The initial partnership began five years when the MFA approached JArts to help coordinate one of its many free cultural celebrations (others include Martin Luther King Jr. Day, Indigenous Peoples’ Day, and Diwali, the five-day Hindu festival of lights.) Since then, the collaboration has expanded to include 16 other organizations, companies, synagogues, universities, and schools that have helped bring in a diverse range of activities and talent, stationed all throughout the museum. The Vilna Shul in Boston has sponsored a children’s face-painting station, while Gann Academy in Waltham helped bring in singer Rosalie Gerut, who will perform songs in Yiddish, Hebrew, English, Ladino, and Russian.
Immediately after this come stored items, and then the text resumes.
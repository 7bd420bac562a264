//! [`HttpSend`] backed by [`reqwest::Client`].
//!
//! ```no_run
//! use mcsign_core::Context;
//! use mcsign_http_send_reqwest::ReqwestHttpSend;
//!
//! let ctx = Context::new().with_http_send(ReqwestHttpSend::default());
//! ```

use async_trait::async_trait;
use bytes::Bytes;
use http_body_util::BodyExt;
use mcsign_core::{Error, HttpSend, Result};
use reqwest::{Client, Request};

/// ReqwestHttpSend sends requests to the identity service with a shared [`Client`].
#[derive(Debug, Default, Clone)]
pub struct ReqwestHttpSend {
    client: Client,
}

impl ReqwestHttpSend {
    /// Create a new ReqwestHttpSend with a reqwest::Client.
    pub fn new(client: Client) -> Self {
        Self { client }
    }
}

#[async_trait]
impl HttpSend for ReqwestHttpSend {
    async fn http_send(&self, req: http::Request<Bytes>) -> Result<http::Response<Bytes>> {
        let uri = req.uri().to_string();
        let req = Request::try_from(req)
            .map_err(|e| Error::invalid_input(format!("build request to {uri}")).with_source(e))?;
        let resp: http::Response<_> = self
            .client
            .execute(req)
            .await
            .map_err(|e| Error::unexpected(format!("send request to {uri}")).with_source(e))?
            .into();

        let (parts, body) = resp.into_parts();
        let bs = BodyExt::collect(body)
            .await
            .map(|buf| buf.to_bytes())
            .map_err(|e| Error::unexpected(format!("read response from {uri}")).with_source(e))?;
        Ok(http::Response::from_parts(parts, bs))
    }
}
Hebrew College and PJ Library helped bring in different forms of Hanukkah storytelling, and Eastern Bank has sponsored tours of the MFA’s Judaica collection. Eight Greater Boston schools have worked with artist and educator Tova Speter to create an interactive glowing black light installation inspired by Hanukkah themes of light and darkness. Not all the stations are strictly related to Hanukkah either: Gift of Life, an organization devoted to finding donors to help blood cancer patients, has sponsored a cheek swabbing station to for potential bone marrow donors.
“We have this broad cross section of the community who all want to be a part of this, and what I love is that each of them in some capacity helps manage part of the program,” said Mandel. “The idea is that all of these partnerships are really taking ownership of the evening. They’re really making something that’s for of their own communities, so we’re truly making a community of communities around the holiday.”
This will all begin with a community lighting, led by CJP President Rabbi Marc Baker, of Persist and Rise from Ashes, the name of the menorah created by South African-born Israeli artist Caron Tabb. Tabb, who now lives in Newton, worked for many years in nonprofit organizations before an art class inspired her to become a full-time artist. For her first menorah and first commissioned public art installation, Tabb wanted to create something that communicated Hanukkah’s themes of light, freedom, and overcoming adversity. “It talks more about the universal story of what it means to overcome challenges – not only the Jewish people, and that’s my story for this piece and beyond. It’s a moment in time, and we have a responsibility,” said Tabb, who has chosen related quotes from Nelson Mandela and Martin Luther King – some in English, and some in Hebrew – to adorn each of the nine candles. When the menorah is lit, electricity will light up the flames’ flowery calligraphy, and they will stay illuminated in the MFA’s Shapiro Family Courtyard for all to see until mid-January.
“How far that little candle throws his beams,” reads one of the flames, quoting from Shakespeare’s “The Merchant of Venice.” How very far indeed.